-- Data to process follows --
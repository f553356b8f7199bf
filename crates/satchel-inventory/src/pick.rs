//! Single-item pick selector.

use std::sync::Arc;

use satchel_common::{CharacterId, ItemRef};
use tracing::info;

use crate::entry::Entry;
use crate::focus::SharedFocus;
use crate::input::Action;
use crate::preset::Preset;
use crate::render::UiDriver;
use crate::selector::InventorySelector;
use crate::settings::{LayoutSettings, UiMode};
use crate::world::ItemWorld;

/// Picks one item: by click, quick-select key or confirming the highlight.
#[derive(Debug)]
pub struct InventoryPickSelector {
    base: InventorySelector,
}

impl InventoryPickSelector {
    /// Creates a pick selector.
    pub fn new(
        world: &ItemWorld,
        who: CharacterId,
        preset: Arc<dyn Preset>,
        layout: LayoutSettings,
        ui_mode: UiMode,
        focus: SharedFocus,
    ) -> Self {
        let mut base = InventorySelector::new(who, preset, layout, ui_mode, focus);
        base.load_categories(world);
        Self { base }
    }

    /// The underlying selector.
    #[must_use]
    pub const fn selector(&self) -> &InventorySelector {
        &self.base
    }

    /// The underlying selector, mutably.
    pub fn selector_mut(&mut self) -> &mut InventorySelector {
        &mut self.base
    }

    fn finish(&self, picked: Option<ItemRef>) -> Option<ItemRef> {
        self.base.focus().lock().release(self.base.id());
        if let Some(item) = picked {
            info!("Picked item {item}");
        }
        picked
    }

    /// Runs the session. Quitting yields `None`.
    pub fn execute(&mut self, world: &mut ItemWorld, driver: &mut dyn UiDriver) -> Option<ItemRef> {
        self.base.prepare_layout(world);
        loop {
            let stats = self.base.default_stats(world);
            self.base.render(world, driver, stats.as_ref());
            let input = driver.next_input();
            match input.action {
                Action::Quit => return self.finish(None),
                Action::Select => {
                    let hovered = self
                        .base
                        .hovered()
                        .and_then(|(_, id)| self.base.entry(id))
                        .and_then(Entry::any_item);
                    match hovered {
                        Some(item) => return self.finish(Some(item)),
                        None => self.base.on_input(world, driver, input),
                    }
                }
                Action::AnyInput => {
                    let keyed = input
                        .ch
                        .and_then(|ch| self.base.find_by_invlet(world, ch))
                        .and_then(|(_, id)| self.base.entry(id))
                        .and_then(Entry::any_item);
                    if let Some(item) = keyed {
                        return self.finish(Some(item));
                    }
                }
                Action::Confirm => {
                    let highlighted = self
                        .base
                        .get_highlighted()
                        .filter(|e| e.is_selectable())
                        .and_then(Entry::any_item);
                    if let Some(item) = highlighted {
                        return self.finish(Some(item));
                    }
                }
                _ => self.base.on_input(world, driver, input),
            }
        }
    }
}

#[cfg(test)]
mod tests {
    use super::*;
    use crate::focus::FocusBroker;
    use crate::preset::DefaultPreset;
    use crate::render::{ScriptStep, ScriptedDriver};
    use crate::world::{Character, Item, Location};
    use satchel_common::Tripoint;

    const YOU: CharacterId = CharacterId::PLAYER;

    fn setup() -> (ItemWorld, ItemRef, ItemRef) {
        let mut world = ItemWorld::new();
        world.add_character(Character::new(YOU, "You", Tripoint::default()));
        let sword = world
            .spawn(Item::new("sword", "sword", "weapons"), Location::Wielded(YOU))
            .expect("sword");
        let hat = world
            .spawn(Item::new("hat", "hat", "clothing").with_invlet('h'), Location::Worn(YOU))
            .expect("hat");
        (world, sword, hat)
    }

    fn picker(world: &ItemWorld) -> InventoryPickSelector {
        let mut pick = InventoryPickSelector::new(
            world,
            YOU,
            Arc::new(DefaultPreset::default()),
            LayoutSettings::default(),
            UiMode::Categories,
            FocusBroker::shared(),
        );
        pick.selector_mut().add_character_items(world, YOU);
        pick
    }

    #[test]
    fn test_confirm_picks_highlighted() {
        let (mut world, sword, _) = setup();
        let mut pick = picker(&world);
        let mut driver = ScriptedDriver::new(vec![
            ScriptStep::Focus("sword".into()),
            ScriptStep::Input(Action::Confirm),
        ]);
        assert_eq!(pick.execute(&mut world, &mut driver), Some(sword));
    }

    #[test]
    fn test_hotkey_picks_item() {
        let (mut world, _, hat) = setup();
        let mut pick = picker(&world);
        let mut driver = ScriptedDriver::new(vec![ScriptStep::Key('h')]);
        assert_eq!(pick.execute(&mut world, &mut driver), Some(hat));
    }

    #[test]
    fn test_click_picks_hovered() {
        let (mut world, _, hat) = setup();
        let mut pick = picker(&world);
        let mut driver = ScriptedDriver::new(vec![
            ScriptStep::Hover("hat".into()),
            ScriptStep::Input(Action::Select),
        ]);
        assert_eq!(pick.execute(&mut world, &mut driver), Some(hat));
    }

    #[test]
    fn test_quit_picks_nothing() {
        let (mut world, _, _) = setup();
        let mut pick = picker(&world);
        let mut driver = ScriptedDriver::default();
        assert_eq!(pick.execute(&mut world, &mut driver), None);
    }
}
-- Data to process concluded --
- Task item -
Transcribe, exactly as written, all lines of the entries above from the first to the one containing "self.base.render(world, driver, stats.as_ref());", and no more.

- Solution for this exercise -
repository f553356b8f7199bf
filename crates/satchel-inventory/src/pick.rs
//! Single-item pick selector.

use std::sync::Arc;

use satchel_common::{CharacterId, ItemRef};
use tracing::info;

use crate::entry::Entry;
use crate::focus::SharedFocus;
use crate::input::Action;
use crate::preset::Preset;
use crate::render::UiDriver;
use crate::selector::InventorySelector;
use crate::settings::{LayoutSettings, UiMode};
use crate::world::ItemWorld;

/// Picks one item: by click, quick-select key or confirming the highlight.
#[derive(Debug)]
pub struct InventoryPickSelector {
    base: InventorySelector,
}

impl InventoryPickSelector {
    /// Creates a pick selector.
    pub fn new(
        world: &ItemWorld,
        who: CharacterId,
        preset: Arc<dyn Preset>,
        layout: LayoutSettings,
        ui_mode: UiMode,
        focus: SharedFocus,
    ) -> Self {
        let mut base = InventorySelector::new(who, preset, layout, ui_mode, focus);
        base.load_categories(world);
        Self { base }
    }

    /// The underlying selector.
    #[must_use]
    pub const fn selector(&self) -> &InventorySelector {
        &self.base
    }

    /// The underlying selector, mutably.
    pub fn selector_mut(&mut self) -> &mut InventorySelector {
        &mut self.base
    }

    fn finish(&self, picked: Option<ItemRef>) -> Option<ItemRef> {
        self.base.focus().lock().release(self.base.id());
        if let Some(item) = picked {
            info!("Picked item {item}");
        }
        picked
    }

    /// Runs the session. Quitting yields `None`.
    pub fn execute(&mut self, world: &mut ItemWorld, driver: &mut dyn UiDriver) -> Option<ItemRef> {
        self.base.prepare_layout(world);
        loop {
            let stats = self.base.default_stats(world);
            self.base.render(world, driver, stats.as_ref());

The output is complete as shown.